Na quinta-feira, 12, ela usou suas redes sociais para publicar um vídeo no qual um ex-executivo da construtora brasileira Odebrecht admite ter financiado a campanha eleitoral de Maduro. O vídeo traz o presidente da Odebrecht/Venezuela, Euzenando Acevedo, admitindo ter recebido um pedido de US$ 50 milhões por parte do chavista, mas acabou fechando a contribuição em US$ 35 milhões. O trecho se refere às declarações que o executivo brasileiro prestou na sede do Ministério Público Federal, no Estado de Sergipe, no dia 15 de dezembro de 2016.  

Ortega explicou que o vídeo foi uma reação à decisão das autoridades venezuelanas de emitir um alerta vermelho na Interpol contra seu marido, por uma suposta conta que ele teria nas Bahamas.

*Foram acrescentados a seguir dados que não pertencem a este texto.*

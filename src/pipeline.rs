//! The scan pipeline: admission, concurrent evidence gathering, score
//! aggregation and classification — plus the conservative fallback result
//! when the primary evidence path is unavailable.

use crate::error::ScanError;
use crate::heuristics::{self, StaticReport};
use crate::judges::{GatherOutcome, JudgeHints};
use crate::models::{
    Assessment, DomainInfo, Finding, ModelOpinion, ReputationResult, ScanRequest, Severity,
    SourcePreference, Verdict,
};
use crate::quota::Admission;
use crate::scoring;
use crate::state::AppState;
use chrono::Utc;
use uuid::Uuid;

/// Score of the degraded-but-valid fallback result.
pub const FALLBACK_SCORE: u8 = 45;

/// Run one scan end to end.
///
/// The only error paths out of here are admission failures; everything the
/// external services throw at us degrades the evidence set instead.
pub async fn run_scan(state: &AppState, req: ScanRequest) -> Result<Assessment, ScanError> {
    // 1. Admission — strictly before any evidence gathering. The store
    //    applies reset, limit check and increment as one atomic update, so
    //    concurrent scans from one caller cannot lose a consumption. A
    //    cycle that later falls back still counts.
    let caller_key = req.caller.key();
    match state
        .quota
        .admit_and_consume(
            &caller_key,
            state.limit_for(&req.caller),
            req.privileged,
            Utc::now(),
        )
        .await
    {
        Ok(Admission::Admitted(_)) => {}
        Ok(Admission::Rejected {
            used,
            limit,
            next_reset,
        }) => {
            return Err(ScanError::QuotaExceeded {
                used,
                limit,
                next_reset,
            });
        }
        Err(e) => {
            // The quota store being down must not take scanning down with it.
            tracing::warn!("quota gate unavailable for {caller_key}: {e}");
        }
    }

    // 2. Static heuristics run inline: pure, no I/O.
    let stat = heuristics::analyze(&req.artifact);

    // 3. Reputation and every judge fan out concurrently; each call owns
    //    its own timeout and none blocks the others.
    let (reputation, gathered) = match req.preference {
        SourcePreference::Full => {
            let hints = JudgeHints {
                trust: stat.trust,
                prior_findings: stat
                    .findings
                    .iter()
                    .map(|f| f.description.clone())
                    .collect(),
            };
            let full_text = req.artifact.full_text();
            tokio::join!(
                state.reputation.lookup(req.artifact.text()),
                state.judges.consult(&full_text, &hints),
            )
        }
        // Static-only scans skip the network by request; the missing
        // evidence is deliberate, not a transport failure.
        SourcePreference::StaticOnly => (
            None,
            GatherOutcome {
                opinions: Vec::new(),
                transport_down: false,
            },
        ),
    };

    let assessment = if needs_fallback(&gathered, reputation.as_ref()) {
        fallback_assessment(&stat)
    } else {
        assemble(state, stat, reputation, gathered.opinions)
    };

    // 4. Fire-and-forget persistence: the caller gets their result either way.
    if let Err(e) = state.history.append(&caller_key, &assessment).await {
        tracing::warn!("scan history append failed for {caller_key}: {e}");
    }

    Ok(assessment)
}

/// The fallback triggers only when the judge transport itself produced
/// nothing AND the reputation lookup is absent. One surviving opinion, or a
/// present reputation report, keeps the normal path.
fn needs_fallback(gathered: &GatherOutcome, reputation: Option<&ReputationResult>) -> bool {
    gathered.transport_down && reputation.is_none()
}

fn assemble(
    state: &AppState,
    stat: StaticReport,
    reputation: Option<ReputationResult>,
    opinions: Vec<ModelOpinion>,
) -> Assessment {
    let score = scoring::aggregate(&stat, reputation.as_ref(), &opinions, &state.policy);
    let (verdict, risk_level) = scoring::classify(score);
    let findings = scoring::merge_findings(&stat, &opinions);

    let mut recommendations: Vec<String> = Vec::new();
    for opinion in &opinions {
        for rec in &opinion.recommendations {
            if !recommendations.contains(rec) {
                recommendations.push(rec.clone());
            }
        }
    }
    if recommendations.is_empty() {
        recommendations.push(default_recommendation(verdict).to_string());
    }

    Assessment {
        id: Uuid::new_v4(),
        score,
        verdict,
        risk_level,
        findings,
        recommendations,
        domain_info: Some(DomainInfo {
            host: stat.host.clone(),
            trust: stat.trust,
            shortened: stat.shortened,
            risky_tld: stat.risky_tld,
        }),
        reputation,
        model_opinions: opinions,
        created_at: Utc::now(),
    }
}

fn default_recommendation(verdict: Verdict) -> &'static str {
    match verdict {
        Verdict::Safe => "No strong risk signals found. Still verify the seller before paying.",
        Verdict::Caution => {
            "Verify this independently before sharing personal or payment details."
        }
        Verdict::Dangerous => "Avoid this link and do not enter personal or payment information.",
    }
}

/// Fixed, conservative result for when no real evidence could be gathered.
/// Returned with a success status and persisted like any other scan — the
/// caller already consumed a quota unit and expects a result.
fn fallback_assessment(stat: &StaticReport) -> Assessment {
    let (verdict, risk_level) = scoring::classify(FALLBACK_SCORE);
    Assessment {
        id: Uuid::new_v4(),
        score: FALLBACK_SCORE,
        verdict,
        risk_level,
        findings: vec![
            Finding::new(
                "engine",
                "Automated verification could not be completed — external analysis services \
                 were unavailable",
                Severity::Warning,
            ),
            Finding::new(
                "engine",
                "Treat this result as provisional",
                Severity::Info,
            ),
        ],
        recommendations: vec![
            "Re-run the scan in a few minutes".to_string(),
            "Proceed only after independently verifying the link or seller".to_string(),
        ],
        domain_info: Some(DomainInfo {
            host: stat.host.clone(),
            trust: stat.trust,
            shortened: stat.shortened,
            risky_tld: stat.risky_tld,
        }),
        reputation: None,
        model_opinions: Vec::new(),
        created_at: Utc::now(),
    }
}

// ── Tests ─────────────────────────────────────────────────────────────────────
impl StaticReport {
    fn unparsable() -> Self {
        Self {
            findings: vec![Finding::new(
                SOURCE,
                "Could not parse URL — treat with caution",
                Severity::Info,
            )],
            trust: DomainTrust::Unknown,
            host: None,
            shortened: false,
            risky_tld: false,
        }
    }
}

/// Run every static rule against the artifact.
pub fn analyze(artifact: &Artifact) -> StaticReport {
    match artifact {
        Artifact::Url(raw) => analyze_url(raw),
        Artifact::Product { .. } => analyze_text(&artifact.full_text()),
    }
}

fn analyze_url(raw: &str) -> StaticReport {
    let parsed = Url::parse(raw).or_else(|_| {
        // Accept scheme-less input like "bit.ly/xyz".
        if raw.contains("://") {
            Url::parse(raw)
        } else {
            Url::parse(&format!("http://{raw}"))
        }
    });

    let url = match parsed {
        Ok(u) => u,
        Err(_) => return StaticReport::unparsable(),
    };

    let mut findings = Vec::new();

    let (domain, host_text) = match url.host() {
        Some(Host::Domain(d)) => {
            let d = d.to_ascii_lowercase();
            (Some(d.clone()), Some(d))
        }
        Some(Host::Ipv4(ip)) => {
            findings.push(Finding::new(
                SOURCE,
                format!("URL points at a literal IP address ({ip}) instead of a domain"),
                Severity::Warning,
            ));
            (None, Some(ip.to_string()))
        }
        Some(Host::Ipv6(ip)) => {
            findings.push(Finding::new(
                SOURCE,
                format!("URL points at a literal IP address ({ip}) instead of a domain"),
                Severity::Warning,
            ));
            (None, Some(ip.to_string()))
        }
        None => return StaticReport::unparsable(),
    };

    let mut trust = DomainTrust::Untrusted;
    let mut shortened = false;
    let mut risky_tld = false;

    if let Some(domain) = &domain {
        let registrable = registrable_domain(domain);

        if TRUSTED_DOMAINS.contains(&registrable) {
            trust = DomainTrust::Trusted;
        }

        if SHORTENERS.contains(&registrable) {
            shortened = true;
            findings.push(Finding::new(
                SOURCE,
                format!("URL uses a link shortener ({registrable}) that hides the real destination"),
                Severity::Info,
            ));
        }

        if let Some(tld) = domain.rsplit('.').next() {
            if RISKY_TLDS.contains(&tld) {
                risky_tld = true;
                findings.push(Finding::new(
                    SOURCE,
                    format!("Domain uses a high-risk top-level domain (.{tld})"),
                    Severity::Info,
                ));
            }
        }

        if domain.split('.').count() > MAX_HOST_LABELS {
            findings.push(Finding::new(
                SOURCE,
                format!("Excessive subdomain depth in host ({domain})"),
                Severity::Info,
            ));
        }

        if trust != DomainTrust::Trusted {
            findings.extend(lookalike_findings(registrable));
        }
    }

    for m in keyword_regex().find_iter(raw) {
        findings.push(Finding::new(
            SOURCE,
            format!("Suspicious keyword \"{}\" in URL", m.as_str().to_lowercase()),
            Severity::Info,
        ));
    }

    if trust != DomainTrust::Trusted {
        if let Some(domain) = &domain {
            findings.extend(brand_findings(raw, domain));
        }
    }

    StaticReport {
        findings,
        trust,
        host: host_text,
        shortened,
        risky_tld,
    }
}

/// Product artifacts have no host to judge — keyword rules only.
fn analyze_text(text: &str) -> StaticReport {
    let findings = keyword_regex()
        .find_iter(text)
        .map(|m| {
            Finding::new(
                SOURCE,
                format!(
                    "Suspicious keyword \"{}\" in product details",
                    m.as_str().to_lowercase()
                ),
                Severity::Info,
            )
        })
        .collect();

    StaticReport {
        findings,
        trust: DomainTrust::Unknown,
        host: None,
        shortened: false,
        risky_tld: false,
    }
}

/// Last two labels of the host, e.g. `login.paypal.com` → `paypal.com`.
/// Good enough for the allowlist entries we carry.
fn registrable_domain(domain: &str) -> &str {
    let mut dots = domain.char_indices().filter(|(_, c)| *c == '.');
    match (dots.next_back(), dots.next_back()) {
        (Some(_), Some((second_last, _))) => &domain[second_last + 1..],
        _ => domain,
    }
}

/// Typosquat and digit-for-letter checks against the allowlist.
fn lookalike_findings(registrable: &str) -> Vec<Finding> {
    let mut findings = Vec::new();

    let deleeted = deleet(registrable);
    if deleeted != registrable && TRUSTED_DOMAINS.contains(&deleeted.as_str()) {
        findings.push(Finding::new(
            SOURCE,
            format!("Domain {registrable} mimics {deleeted} with digit-for-letter substitution"),
            Severity::Critical,
        ));
        return findings;
    }

    for trusted in TRUSTED_DOMAINS {
        if within_one_edit(registrable, trusted) {
            findings.push(Finding::new(
                SOURCE,
                format!("Domain {registrable} looks like a typosquat of {trusted}"),
                Severity::Critical,
            ));
            break;
        }
    }

    findings
}

/// Brand-impersonation rules: brand named as a whole token, host not the
/// brand's own.
fn brand_findings(raw: &str, domain: &str) -> Vec<Finding> {
    let mut findings = Vec::new();

    for rule in brand_matchers() {
        let official = rule.official;
        let on_official = domain == official || domain.ends_with(&format!(".{official}"));
        if !on_official && rule.pattern.is_match(raw) {
            findings.push(Finding::new(
                SOURCE,
                format!("Mentions {} but is not hosted on {official}", rule.brand),
                rule.severity,
            ));
        }
    }

    findings
}

fn deleet(s: &str) -> String {
    s.chars()
        .map(|c| match c {
            '0' => 'o',
            '1' => 'l',
            '3' => 'e',
            '4' => 'a',
            '5' => 's',
            '7' => 't',
            '8' => 'b',
            '9' => 'g',
            other => other,
        })
        .collect()
}

/// True when `a` and `b` differ by at most one insertion, deletion or
/// substitution — but are not equal (identical strings are not lookalikes).
fn within_one_edit(a: &str, b: &str) -> bool {
    if a == b {
        return false;
    }
    let (short, long): (Vec<char>, Vec<char>) = if a.len() <= b.len() {
        (a.chars().collect(), b.chars().collect())
    } else {
        (b.chars().collect(), a.chars().collect())
    };
    if long.len() - short.len() > 1 {
        return false;
    }

    if short.len() == long.len() {
        return short
            .iter()
            .zip(long.iter())
            .filter(|(x, y)| x != y)
            .count()
            == 1;
    }

    // Lengths differ by one: a single skip in the longer string must align the rest.
    let mut i = 0;
    let mut j = 0;
    let mut skipped = false;
    while i < short.len() && j < long.len() {
        if short[i] == long[j] {
            i += 1;
            j += 1;
        } else if skipped {
            return false;
        } else {
            skipped = true;
            j += 1;
        }
    }
    true
}
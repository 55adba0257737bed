//! Application state and environment configuration.

use crate::judges::{Judge, JudgePanel};
use crate::models::Caller;
use crate::quota::QuotaStore;
use crate::reputation::{self, ReputationClient};
use crate::scoring::ScorePolicy;
use crate::store::{MemoryQuotaStore, MemoryScanHistory, ScanHistory};
use std::sync::Arc;
use std::time::Duration;

/// Shared application state injected into every Axum handler.
///
/// The quota store and scan history are trait objects: production wiring
/// swaps the in-memory defaults for the real external stores at this seam,
/// and the engine stays stateless and testable either way.
pub struct AppState {
    pub policy: ScorePolicy,
    pub quota: Arc<dyn QuotaStore>,
    pub history: Arc<dyn ScanHistory>,
    pub reputation: ReputationClient,
    pub judges: JudgePanel,
    pub guest_scan_limit: u32,
    pub user_scan_limit: u32,
}

impl AppState {
    /// Build state from the environment.
    ///
    /// - `REPUTATION_API_KEY` / `REPUTATION_API_URL` — reputation lookups
    ///   are disabled (always absent) without a key.
    /// - `JUDGE_ENDPOINTS` — comma-separated `name=url` pairs.
    /// - `REPUTATION_TIMEOUT_MS` / `JUDGE_TIMEOUT_MS` — per-call budgets.
    /// - `GUEST_SCAN_LIMIT` / `USER_SCAN_LIMIT` — daily admission limits.
    pub fn from_env() -> anyhow::Result<Self> {
        let http = reqwest::Client::builder()
            .user_agent(concat!("scamlens/", env!("CARGO_PKG_VERSION")))
            .build()?;

        let api_key = std::env::var("REPUTATION_API_KEY").ok();
        if api_key.is_none() {
            tracing::warn!("REPUTATION_API_KEY not set — reputation lookups disabled");
        }
        let base_url = std::env::var("REPUTATION_API_URL")
            .unwrap_or_else(|_| "https://www.virustotal.com/vtapi/v2".into());
        let reputation = ReputationClient::new(
            http.clone(),
            base_url,
            api_key,
            env_duration("REPUTATION_TIMEOUT_MS", reputation::DEFAULT_TIMEOUT),
        );

        let roster = std::env::var("JUDGE_ENDPOINTS")
            .map(|s| Judge::roster_from(&s))
            .unwrap_or_default();
        if roster.is_empty() {
            tracing::warn!("JUDGE_ENDPOINTS not set — scans degrade to the fallback result");
        } else {
            tracing::info!(
                "judge roster: {}",
                roster
                    .iter()
                    .map(|j| j.name.as_str())
                    .collect::<Vec<_>>()
                    .join(", ")
            );
        }
        let judges = JudgePanel::new(
            http,
            roster,
            env_duration("JUDGE_TIMEOUT_MS", crate::judges::DEFAULT_TIMEOUT),
        );

        Ok(Self {
            policy: ScorePolicy::default(),
            quota: Arc::new(MemoryQuotaStore::default()),
            history: Arc::new(MemoryScanHistory::default()),
            reputation,
            judges,
            guest_scan_limit: env_u32("GUEST_SCAN_LIMIT", 3),
            user_scan_limit: env_u32("USER_SCAN_LIMIT", 10),
        })
    }

    /// Daily limit for a caller class.
    pub fn limit_for(&self, caller: &Caller) -> u32 {
        match caller {
            Caller::User(_) => self.user_scan_limit,
            Caller::Guest(_) => self.guest_scan_limit,
        }
    }
}

fn env_duration(name: &str, default: Duration) -> Duration {
    match std::env::var(name).ok().and_then(|v| v.parse::<u64>().ok()) {
        Some(ms) => Duration::from_millis(ms),
        None => default,
    }
}

fn env_u32(name: &str, default: u32) -> u32 {
    std::env::var(name)
        .ok()
        .and_then(|v| v.parse().ok())
        .unwrap_or(default)
}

Na avaliação da procuradora afastada, essa ofensiva do governo foi também uma resposta ao fato de que foram encontrados nos escritórios da Odebrecht documentos que mostram pagamentos a primos do ex-vice-presidente da Venezuela, Diosdado Cabello.

Washington

Segundo Ortega, outra iniciativa que adotou foi a de repassar ao governo americano informações sobre os esquemas de corrupção. “Os procuradores que estão na Colômbia comigo se reuniram com os procuradores americanos e outras autoridades para trocar informação. Apresentamos evidências que comprometem altos funcionários do governo”, garantiu.

“Foi a corrupção que levou à crise que a população enfrenta hoje no campo da saúde, educação, segurança”, disse Ortega. “O governo arruinou a Venezuela, com a deterioração total das cidades, instituições, estruturas e equipes para que funcione o Estado”, lamentou.  “Isso é produto da corrupção.”